> **How to complete this task**: Output a verbatim copy of the data, cut off after the line that contains "get ordinary permissions.".

Segment Start: Stored data

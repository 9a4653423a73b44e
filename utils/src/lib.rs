//! Shared infrastructure utilities for sandpatch.
//!
//! Cross-cutting IO helpers that don't belong in the domain-pure
//! `sandpatch-types` crate:
//!
//! - **`atomic_write`**: Crash-safe file persistence (temp + rename)
//! - **`diff`**: Line-level change statistics

pub mod atomic_write;
pub mod diff;

pub use atomic_write::{
    AtomicWriteOptions, FileSyncPolicy, PersistMode, atomic_write_new, atomic_write_with_options,
};
pub use diff::{DiffStats, compute_diff_stats};
//! Built-in tool executors.

use std::fs;
use std::io;
use std::path::{Path, PathBuf};

use globset::GlobBuilder;
use ignore::WalkBuilder;
use sandpatch_types::{ActionClass, Fingerprint, truncate_with_ellipsis};
use sandpatch_utils::{AtomicWriteOptions, PersistMode, atomic_write_new};
use serde::Deserialize;
use serde_json::{Value, json};
use tracing::debug;

use super::{DenialReason, ToolCtx, ToolError, ToolExecutor, ToolFut, ToolRegistry, parse_args};
use crate::fingerprint::{fingerprint_bytes, line_count};
use crate::patch::{PatchEngine, PatchOutcome, PatchRequest};
use crate::sandbox::{PathSandbox, ResolvedPath};

/// Directory names never descended into by listing or searching.
pub const EXCLUDED_DIRS: &[&str] = &[".git", "node_modules", "vendor", "bundle", ".bundle", "tmp", "log"];

const MAX_LIST_ENTRIES: usize = 10_000;
const MAX_MATCH_LINE_CHARS: usize = 500;
const BINARY_SNIFF_BYTES: usize = 8192;
/// Staged temp files are owner-only; created files get ordinary permissions.
const NEW_FILE_MODE: u32 = 0o644;

#[derive(Debug, Default)]
pub struct ReadFileTool;

#[derive(Debug, Default)]
pub struct CreateFileTool;

#[derive(Debug, Default)]
pub struct ApplyPatchTool;

#[derive(Debug, Default)]
pub struct ListFilesTool;

#[derive(Debug, Default)]
pub struct SearchTool;

#[derive(Debug, Deserialize)]
struct ReadFileArgs {
    path: String,
}

#[derive(Debug, Deserialize)]
struct CreateFileArgs {
    path: String,
    content: String,
}

#[derive(Debug, Deserialize)]
struct ApplyPatchArgs {
    path: String,
    #[serde(default)]
    edits: Value,
    #[serde(default, alias = "expected_fingerprint")]
    sha256: Option<Fingerprint>,
}

#[derive(Debug, Deserialize)]
struct ListFilesArgs {
    #[serde(default)]
    path: Option<String>,
    #[serde(default)]
    glob: Option<String>,
}

#[derive(Debug, Deserialize)]
struct SearchArgs {
    query: String,
    #[serde(default)]
    path: Option<String>,
    #[serde(default)]
    case_sensitive: bool,
}

/// Metadata for an existing regular file, mapping absence to `NotFound`.
fn existing_file(path: &ResolvedPath, raw: &str) -> Result<fs::Metadata, ToolError> {
    let meta = fs::metadata(path).map_err(|e| match e.kind() {
        io::ErrorKind::NotFound => ToolError::NotFound {
            path: raw.to_string(),
        },
        _ => ToolError::io(path.as_path(), e),
    })?;
    if !meta.is_file() {
        return Err(ToolError::NotAFile {
            path: path.as_path().to_path_buf(),
        });
    }
    Ok(meta)
}

impl ToolExecutor for ReadFileTool {
    fn name(&self) -> &'static str {
        "read_file"
    }

    fn description(&self) -> &'static str {
        "Read a file's full content. Returns the sha256 fingerprint that apply_patch expects."
    }

    fn schema(&self) -> Value {
        json!({
            "type": "object",
            "properties": {
                "path": { "type": "string", "description": "File path inside the sandbox" }
            },
            "required": ["path"]
        })
    }

    fn action_class(&self) -> ActionClass {
        ActionClass::Read
    }

    fn execute<'a>(&'a self, args: Value, ctx: &'a ToolCtx) -> ToolFut<'a> {
        Box::pin(async move {
            let typed: ReadFileArgs = parse_args(&args)?;
            let resolved = ctx.sandbox.resolve(&typed.path)?;
            let meta = existing_file(&resolved, &typed.path)?;

            let limit = ctx.limits.read.max_file_read_bytes;
            if meta.len() > limit as u64 {
                return Err(ToolError::BadArgs {
                    message: format!(
                        "{} is {} bytes, over the read limit of {limit} bytes",
                        ctx.sandbox.display_path(resolved.as_path()),
                        meta.len()
                    ),
                });
            }

            let bytes = fs::read(&resolved).map_err(|e| ToolError::io(resolved.as_path(), e))?;
            Ok(json!({
                "path": ctx.sandbox.display_path(resolved.as_path()),
                "content": String::from_utf8_lossy(&bytes),
                "sha256": fingerprint_bytes(&bytes),
                "lines": line_count(&bytes),
            }))
        })
    }
}

impl ToolExecutor for CreateFileTool {
    fn name(&self) -> &'static str {
        "create_file"
    }

    fn description(&self) -> &'static str {
        "Create a new file, creating parent directories as needed. Fails if the file exists."
    }

    fn schema(&self) -> Value {
        json!({
            "type": "object",
            "properties": {
                "path": { "type": "string", "description": "File path to create inside the sandbox" },
                "content": { "type": "string", "description": "Full file content" }
            },
            "required": ["path", "content"]
        })
    }

    fn action_class(&self) -> ActionClass {
        ActionClass::Mutation
    }

    fn execute<'a>(&'a self, args: Value, ctx: &'a ToolCtx) -> ToolFut<'a> {
        Box::pin(async move {
            let typed: CreateFileArgs = parse_args(&args)?;
            let resolved = ctx.sandbox.resolve_for_create(&typed.path)?;
            if fs::symlink_metadata(&resolved).is_ok() {
                return Err(ToolError::AlreadyExists {
                    path: resolved.into_path_buf(),
                });
            }

            if let Some(parent) = resolved.as_path().parent()
                && !parent.exists()
            {
                tokio::fs::create_dir_all(parent)
                    .await
                    .map_err(|e| ToolError::io(parent, e))?;
                // A directory could have been swapped for a symlink while we created it.
                let recheck = ctx.sandbox.resolve_for_create(&typed.path)?;
                if recheck != resolved {
                    return Err(ToolError::from(DenialReason::PathEscape {
                        attempted: typed.path.clone(),
                        resolved: recheck.into_path_buf(),
                    }));
                }
            }

            let bytes = typed.content.into_bytes();
            let fingerprint = fingerprint_bytes(&bytes);
            let lines = line_count(&bytes);
            let write_path: PathBuf = resolved.as_path().to_path_buf();
            let write_result = tokio::task::spawn_blocking(move || {
                let options = AtomicWriteOptions {
                    mode: PersistMode::Preserve(NEW_FILE_MODE),
                    ..AtomicWriteOptions::default()
                };
                atomic_write_new(&write_path, &bytes, options)
            })
            .await
            .map_err(|e| ToolError::io(resolved.as_path(), io::Error::other(e)))?;

            match write_result {
                Ok(()) => {}
                Err(err) if err.kind() == io::ErrorKind::AlreadyExists => {
                    return Err(ToolError::AlreadyExists {
                        path: resolved.into_path_buf(),
                    });
                }
                Err(err) => return Err(ToolError::io(resolved.as_path(), err)),
            }

            debug!(path = %resolved, lines, "Created file");
            Ok(json!({
                "status": "created",
                "path": ctx.sandbox.display_path(resolved.as_path()),
                "sha256": fingerprint,
                "lines": lines,
            }))
        })
    }
}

Segment End: Stored data

> **Result below**:
repository 9a4653423a73b44e
filename utils/src/lib.rs
//! Shared infrastructure utilities for sandpatch.
//!
//! Cross-cutting IO helpers that don't belong in the domain-pure
//! `sandpatch-types` crate:
//!
//! - **`atomic_write`**: Crash-safe file persistence (temp + rename)
//! - **`diff`**: Line-level change statistics

pub mod atomic_write;
pub mod diff;

pub use atomic_write::{
    AtomicWriteOptions, FileSyncPolicy, PersistMode, atomic_write_new, atomic_write_with_options,
};
pub use diff::{DiffStats, compute_diff_stats};
//! Built-in tool executors.

use std::fs;
use std::io;
use std::path::{Path, PathBuf};

use globset::GlobBuilder;
use ignore::WalkBuilder;
use sandpatch_types::{ActionClass, Fingerprint, truncate_with_ellipsis};
use sandpatch_utils::{AtomicWriteOptions, PersistMode, atomic_write_new};
use serde::Deserialize;
use serde_json::{Value, json};
use tracing::debug;

use super::{DenialReason, ToolCtx, ToolError, ToolExecutor, ToolFut, ToolRegistry, parse_args};
use crate::fingerprint::{fingerprint_bytes, line_count};
use crate::patch::{PatchEngine, PatchOutcome, PatchRequest};
use crate::sandbox::{PathSandbox, ResolvedPath};

/// Directory names never descended into by listing or searching.
pub const EXCLUDED_DIRS: &[&str] = &[".git", "node_modules", "vendor", "bundle", ".bundle", "tmp", "log"];

const MAX_LIST_ENTRIES: usize = 10_000;
const MAX_MATCH_LINE_CHARS: usize = 500;
const BINARY_SNIFF_BYTES: usize = 8192;
/// Staged temp files are owner-only; created files get ordinary permissions.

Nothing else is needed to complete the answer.